## [WORK TASK]
Give the data again exactly, stopping after the "confirmations: concurrent lookups" line.

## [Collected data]
//! Providers answering the JSON-RPC calls used by the bridge.

use crate::{
    AcceleratorConfig, FileStore, KeyValueStore, Metrics, ProviderResult, ReceiptCache,
    RequestDispatcher, RpcReceipt, TransactionReceipt, admission,
};
use alloy_primitives::{B256, U64, U256};
use alloy_rpc_client::RpcClient;
use alloy_transport::TransportResult;
use async_trait::async_trait;
use derive_more::Constructor;
use serde_json::Value;
use std::{
    fmt::Debug,
    sync::Arc,
    time::{Duration, Instant},
};
use tokio::sync::Mutex;
use url::Url;

/// The subset of the Ethereum JSON-RPC API used by the bridge.
#[cfg_attr(test, mockall::automock)]
#[async_trait]
pub trait EthProvider: Debug + Send + Sync {
    /// Returns the number of the most recent block.
    async fn get_block_number(&self) -> ProviderResult<u64>;

    /// Returns the current gas price in wei.
    async fn get_gas_price(&self) -> ProviderResult<U256>;

    /// Returns the chain id reported by the node.
    async fn get_chain_id(&self) -> ProviderResult<u64>;

    /// Returns the receipt of the given transaction, or `None` if it is unknown or pending.
    async fn get_transaction_receipt(
        &self,
        hash: B256,
    ) -> ProviderResult<Option<TransactionReceipt>>;

    /// Sends an arbitrary JSON-RPC request and returns its raw result.
    async fn send(&self, method: String, params: Value) -> ProviderResult<Value>;
}

/// A block number fetched to derive receipt confirmations.
#[derive(Debug, Clone, Copy)]
struct ChainHead {
    number: u64,
    fetched_at: Instant,
}

/// An [`EthProvider`] backed directly by an [`RpcClient`].
///
/// Receipt lookups share the block number used to derive confirmations: concurrent lookups
/// wait on one in-flight `eth_blockNumber` request, and its result is reused until it is
/// older than the configured maximum age.
#[derive(Debug, Clone)]
pub struct RpcProvider {
    client: RpcClient,
    head: Arc<Mutex<Option<ChainHead>>>,
    head_max_age: Duration,
}

impl RpcProvider {
    /// Creates a new [`RpcProvider`] reusing the chain head for
    /// [`DEFAULT_HEAD_MAX_AGE_MS`](crate::DEFAULT_HEAD_MAX_AGE_MS).
    pub fn new(client: RpcClient) -> Self {
        Self {
            client,
            head: Arc::default(),
            head_max_age: Duration::from_millis(crate::DEFAULT_HEAD_MAX_AGE_MS),
        }
    }

    /// Creates a new [`RpcProvider`] talking HTTP to `url` through the transport selected by
    /// `dispatcher`.
    pub fn new_http(url: Url, dispatcher: &RequestDispatcher) -> Self {
        Self::new(dispatcher.http_client(url))
    }

    /// Sets how long a fetched chain head is reused for receipt confirmations.
    pub const fn with_head_max_age(mut self, head_max_age: Duration) -> Self {
        self.head_max_age = head_max_age;
        self
    }

    /// Returns the underlying client.
    pub const fn client(&self) -> &RpcClient {
        &self.client
    }

    /// Returns the latest block number, reusing a recent one if available.
    async fn chain_head(&self) -> TransportResult<u64> {
        let mut head = self.head.lock().await;
        if let Some(cached) = head.filter(|head| head.fetched_at.elapsed() < self.head_max_age) {
            return Ok(cached.number);
        }
        let number: U64 = self.client.request_noparams("eth_blockNumber").await?;
        let number = number.to();
        *head = Some(ChainHead { number, fetched_at: Instant::now() });
        Ok(number)
    }
}

#[async_trait]
impl EthProvider for RpcProvider {
    async fn get_block_number(&self) -> ProviderResult<u64> {
        let number: U64 = self.client.request_noparams("eth_blockNumber").await?;
        Ok(number.to())
    }

    async fn get_gas_price(&self) -> ProviderResult<U256> {
        Ok(self.client.request_noparams("eth_gasPrice").await?)
    }

    async fn get_chain_id(&self) -> ProviderResult<u64> {
        let chain_id: U64 = self.client.request_noparams("eth_chainId").await?;
        Ok(chain_id.to())
    }

    async fn get_transaction_receipt(
        &self,
        hash: B256,
    ) -> ProviderResult<Option<TransactionReceipt>> {
        // Both requests are issued together so a batching transport sends them in one batch.
        let (receipt, head) = tokio::try_join!(
            async {
                self.client
                    .request::<_, Option<RpcReceipt>>("eth_getTransactionReceipt", (hash,))
                    .await
            },
            self.chain_head(),
        )?;
        Ok(receipt.map(|receipt| TransactionReceipt::from_rpc(receipt, head)))
    }

    async fn send(&self, method: String, params: Value) -> ProviderResult<Value> {
        Ok(self.client.request::<_, Value>(method, params).await?)
    }
}

/// An [`EthProvider`] serving transaction receipts from a persistent cache.
///
/// Receipt lookups consult the cache first and fall back to the inner provider. Fetched
/// receipts are persisted when they pass the admission policy. Every other call is
/// delegated unchanged.
///
/// Concurrent lookups of the same uncached receipt are not de-duplicated: each one reaches
/// the network and the last write wins.
#[derive(Constructor, Debug, Clone)]
pub struct AcceleratedProvider<P = RpcProvider> {
    inner: P,
    chain_id: u64,
    cache: ReceiptCache,
    config: AcceleratorConfig,
}

impl<P: EthProvider> AcceleratedProvider<P> {
    /// Returns the wrapped provider.
    pub const fn inner(&self) -> &P {
        &self.inner
    }

    /// Returns the chain id receipts are cached under.
    pub const fn chain_id(&self) -> u64 {
        self.chain_id
    }

    /// Returns the receipt cache.
    pub const fn cache(&self) -> &ReceiptCache {
        &self.cache
    }

    /// Returns the configuration.
    pub const fn config(&self) -> &AcceleratorConfig {
        &self.config
    }

    fn persist(&self, receipt: &TransactionReceipt) {
        let decision = admission(self.chain_id, receipt, &self.config);
        if !decision.is_admitted() {
            debug!(
                target: "accelerator::provider",
                hash = %receipt.transaction_hash,
                reason = decision.as_str(),
                "Receipt not admitted to cache"
            );
            Metrics::record_rejection(self.chain_id, decision.as_str());
            return;
        }

        let result = self.cache.insert(self.chain_id, receipt.clone());
        Metrics::record_cache_write(self.chain_id, &result);
        match result {
            Ok(()) => trace!(
                target: "accelerator::provider",
                hash = %receipt.transaction_hash,
                "Cached receipt"
            ),
            Err(err) => warn!(
                target: "accelerator::provider",
                hash = %receipt.transaction_hash,
                %err,
                "Failed to cache receipt"
            ),
        }
    }
}

#[async_trait]
impl<P: EthProvider> EthProvider for AcceleratedProvider<P> {
    async fn get_block_number(&self) -> ProviderResult<u64> {
        self.inner.get_block_number().await
    }

    async fn get_gas_price(&self) -> ProviderResult<U256> {
        self.inner.get_gas_price().await
    }

    async fn get_chain_id(&self) -> ProviderResult<u64> {
        self.inner.get_chain_id().await
    }

    async fn get_transaction_receipt(
        &self,
        hash: B256,
    ) -> ProviderResult<Option<TransactionReceipt>> {
        if self.config.enable_caching {
            if let Some(receipt) = self.cache.get(self.chain_id, &hash) {
                trace!(target: "accelerator::provider", %hash, "Receipt cache hit");
                Metrics::record_cache_hit(self.chain_id);
                return Ok(Some(receipt));
            }
            Metrics::record_cache_miss(self.chain_id);
        }

        let receipt = self.inner.get_transaction_receipt(hash).await?;
        if let Some(receipt) = receipt.as_ref().filter(|_| self.config.enable_caching) {
            self.persist(receipt);
        }
        Ok(receipt)
    }

    async fn send(&self, method: String, params: Value) -> ProviderResult<Value> {
        self.inner.send(method, params).await
    }
}

#[derive(Debug, Clone, Default)]
enum StoreSelection {
    #[default]
    Default,
    Custom(Arc<dyn KeyValueStore>),
    Disabled,
}

/// Builder for an [`AcceleratedProvider`] talking HTTP to a node.
#[derive(Debug, Clone)]
pub struct AcceleratorBuilder {
    url: Url,
    chain_id: u64,
    config: AcceleratorConfig,
    store: StoreSelection,
}

impl AcceleratorBuilder {
    /// Creates a builder for the node at `url` serving `chain_id`.
    pub fn new(url: Url, chain_id: u64) -> Self {
        Self { url, chain_id, config: AcceleratorConfig::default(), store: StoreSelection::Default }
    }

    /// Sets the configuration.
    pub fn with_config(mut self, config: AcceleratorConfig) -> Self {
        self.config = config;
        self
    }

    /// Persists receipts in `store` instead of the default file store.
    pub fn with_store(mut self, store: Arc<dyn KeyValueStore>) -> Self {
        self.store = StoreSelection::Custom(store);
        self
    }

    /// Keeps no persistent store. Lookups always miss and writes are discarded.
    pub fn without_store(mut self) -> Self {
        self.store = StoreSelection::Disabled;
        self
    }

    /// Builds the provider.
    ///
    /// With batching enabled this spawns the batching task and so must be called inside a
    /// Tokio runtime.
    pub fn build(self) -> AcceleratedProvider<RpcProvider> {
        let store = match self.store {
            StoreSelection::Custom(store) => Some(store),
            StoreSelection::Disabled => None,
            StoreSelection::Default => match FileStore::default_location() {
                Some(store) => Some(Arc::new(store) as Arc<dyn KeyValueStore>),
                None => {
                    warn!(
                        target: "accelerator::provider",
                        "No cache directory available, receipts will not be persisted"
                    );
                    None
                }
            },
        };
        let dispatcher = RequestDispatcher::from_config(&self.config);
        let inner = RpcProvider::new_http(self.url, &dispatcher)
            .with_head_max_age(self.config.head_max_age());
        let cache = ReceiptCache::new(store, self.config.cache_key.clone());
        AcceleratedProvider::new(inner, self.chain_id, cache, self.config)
    }
}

## [TASK OUTPUT]
//! Providers answering the JSON-RPC calls used by the bridge.

use crate::{
    AcceleratorConfig, FileStore, KeyValueStore, Metrics, ProviderResult, ReceiptCache,
    RequestDispatcher, RpcReceipt, TransactionReceipt, admission,
};
use alloy_primitives::{B256, U64, U256};
use alloy_rpc_client::RpcClient;
use alloy_transport::TransportResult;
use async_trait::async_trait;
use derive_more::Constructor;
use serde_json::Value;
use std::{
    fmt::Debug,
    sync::Arc,
    time::{Duration, Instant},
};
use tokio::sync::Mutex;
use url::Url;

/// The subset of the Ethereum JSON-RPC API used by the bridge.
#[cfg_attr(test, mockall::automock)]
#[async_trait]
pub trait EthProvider: Debug + Send + Sync {
    /// Returns the number of the most recent block.
    async fn get_block_number(&self) -> ProviderResult<u64>;

    /// Returns the current gas price in wei.
    async fn get_gas_price(&self) -> ProviderResult<U256>;

    /// Returns the chain id reported by the node.
    async fn get_chain_id(&self) -> ProviderResult<u64>;

    /// Returns the receipt of the given transaction, or `None` if it is unknown or pending.
    async fn get_transaction_receipt(
        &self,
        hash: B256,
    ) -> ProviderResult<Option<TransactionReceipt>>;

    /// Sends an arbitrary JSON-RPC request and returns its raw result.
    async fn send(&self, method: String, params: Value) -> ProviderResult<Value>;
}

/// A block number fetched to derive receipt confirmations.
#[derive(Debug, Clone, Copy)]
struct ChainHead {
    number: u64,
    fetched_at: Instant,
}

/// An [`EthProvider`] backed directly by an [`RpcClient`].
///
/// Receipt lookups share the block number used to derive confirmations: concurrent lookups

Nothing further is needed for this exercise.